Seed is the backbone of food security. Large-scale commercial farming dominates the agricultural landscape in Zimbabwe, but this has led to the exclusion of smallholder farmers from accessing affordable, locally adapted seed varieties. This has resulted in food insecurity, particularly in rural areas where smallholder farmers make up the majority of the population.

Rural women are primary producers of food and their role is often limited due to inequalities in the control and access of resources. The prevalence of inequality in the agricultural sector generates inefficiencies in the attainment of food security. Furthermore, the issue of food insecurity cannot just be relegated to the availability of food. Women and children are the most affected when there is lack of consistency in accessing nutritious food and are prone to suffering from food insecurity induced diseases and malnutrition.

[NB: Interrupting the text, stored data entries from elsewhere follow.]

//! Finding the Aseprite executable.

use std::path::PathBuf;

use crate::config::{FactoryConfig, EDITOR_ENV};
use crate::error::{FactoryError, Result};
use crate::paths::PathTranslator;

/// The editor executable in both path conventions.
#[derive(Debug, Clone, PartialEq, Eq)]
pub struct EditorPaths {
    /// Path the runner executes.
    pub native: PathBuf,
    /// The same executable as the editor's OS names it.
    pub target: String,
}

/// Resolve the editor executable.
///
/// A configured path (`ASEPRITE_EXE` or `editor:` in factory.yaml) must
/// exist; it may be written in either convention. Without one, each
/// conventional install location is tried in order and the first that
/// exists wins. Candidates that cannot be translated are skipped.
pub fn locate(config: &FactoryConfig, translator: &dyn PathTranslator) -> Result<EditorPaths> {
    if let Some(configured) = &config.editor {
        let paths = resolve(configured, translator)?;
        if !paths.native.exists() {
            return Err(FactoryError::Config {
                message: format!("{} not found at {}", EDITOR_ENV, configured),
                help: Some("Point ASEPRITE_EXE at aseprite.exe, in Windows or WSL form".to_string()),
            });
        }
        return Ok(paths);
    }

    for candidate in &config.editor_candidates {
        let Ok(paths) = resolve(candidate, translator) else {
            continue;
        };
        if paths.native.exists() {
            return Ok(paths);
        }
    }

    Err(FactoryError::Config {
        message: "Aseprite executable not found".to_string(),
        help: Some(format!(
            "Set {} to the Windows path (e.g. C:\\Program Files\\Aseprite\\aseprite.exe) or a native path",
            EDITOR_ENV
        )),
    })
}

fn resolve(path: &str, translator: &dyn PathTranslator) -> Result<EditorPaths> {
    if path.starts_with('/') {
        let native = PathBuf::from(path);
        let target = translator.to_target(&native)?;
        Ok(EditorPaths { native, target })
    } else {
        let native = translator.to_native(path)?;
        Ok(EditorPaths {
            native,
            target: path.to_string(),
        })
    }
}
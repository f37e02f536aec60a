//! Target layout schema for attested data.
//!
//! A layout describes how the post-processed source data is packed into a
//! fixed binary tuple: field order, names, and solidity types. The same
//! schema renders the verifier's `abiSignature` JSON and drives decoding
//! of the proof payload.

use crate::errors::{AttestationError, Result};
use serde::{Deserialize, Serialize};
use serde_json::json;

pub const TYPE_UINT256: &str = "uint256";
pub const TYPE_STRING: &str = "string";
pub const TYPE_TUPLE: &str = "tuple";

/// One field of a target layout.
#[derive(Debug, Clone, PartialEq, Eq, Serialize, Deserialize)]
pub struct LayoutField {
	pub name: String,
	#[serde(rename = "type")]
	pub type_name: String,
	/// Nested fields, only meaningful for `tuple` fields.
	#[serde(default, skip_serializing_if = "Vec::is_empty")]
	pub components: Vec<LayoutField>,
}

impl LayoutField {
	pub fn uint256(name: impl Into<String>) -> Self {
		Self {
			name: name.into(),
			type_name: TYPE_UINT256.to_string(),
			components: Vec::new(),
		}
	}

	pub fn string(name: impl Into<String>) -> Self {
		Self {
			name: name.into(),
			type_name: TYPE_STRING.to_string(),
			components: Vec::new(),
		}
	}

	pub fn tuple(name: impl Into<String>, components: Vec<LayoutField>) -> Self {
		Self {
			name: name.into(),
			type_name: TYPE_TUPLE.to_string(),
			components,
		}
	}

	fn validate(&self) -> Result<()> {
		match self.type_name.as_str() {
			TYPE_UINT256 | TYPE_STRING => Ok(()),
			TYPE_TUPLE => {
				if self.components.is_empty() {
					return Err(AttestationError::InvalidRequestSpec(format!(
						"tuple field '{}' has no components",
						self.name
					)));
				}
				for component in &self.components {
					component.validate()?;
				}
				Ok(())
			}
			other => Err(AttestationError::InvalidRequestSpec(format!(
				"unrecognized type '{}' for field '{}'",
				other, self.name
			))),
		}
	}

	fn signature_component(&self) -> serde_json::Value {
		if self.type_name == TYPE_TUPLE {
			json!({
				"components": self.components.iter().map(|c| c.signature_component()).collect::<Vec<_>>(),
				"internalType": self.type_name,
				"name": self.name,
				"type": self.type_name,
			})
		} else {
			json!({
				"internalType": self.type_name,
				"name": self.name,
				"type": self.type_name,
			})
		}
	}
}

/// Schema describing the binary tuple the attested result is packed into.
#[derive(Debug, Clone, PartialEq, Eq, Serialize, Deserialize)]
pub struct TargetLayout {
	pub fields: Vec<LayoutField>,
}

impl TargetLayout {
	pub fn new(fields: Vec<LayoutField>) -> Self {
		Self { fields }
	}

	/// Checks the layout invariant: at least one field, every type recognized.
	pub fn validate(&self) -> Result<()> {
		if self.fields.is_empty() {
			return Err(AttestationError::InvalidRequestSpec(
				"target layout must describe at least one field".to_string(),
			));
		}
		for field in &self.fields {
			field.validate()?;
		}
		Ok(())
	}

	/// Renders the `abiSignature` JSON string the verifier service expects:
	/// a single tuple named `task` whose components are the layout fields.
	pub fn abi_signature(&self) -> String {
		let signature = json!({
			"components": self.fields.iter().map(|f| f.signature_component()).collect::<Vec<_>>(),
			"name": "task",
			"type": "tuple",
		});
		signature.to_string()
	}
}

There is need to amend the Seed Act to liberalise the production and use of seed. By promoting seed sovereignty, farmers in Zimbabwe can gain greater control over their agricultural practices and reduce their dependence on expensive inputs and expensive seeds. This will lead to increased food security, as farmers can plant a wider variety of crops that are adapted to local conditions and are more resilient to climatic changes.

Furthermore, seed sovereignty helps maintain agro biodiversity and contributes to climate resilience. By preserving and utilising local seed varieties, farmers can maintain genetic diversity, which can help ensure that crops are resistant to the changing climate and reduce the risks of disease outbreaks and pest infestations.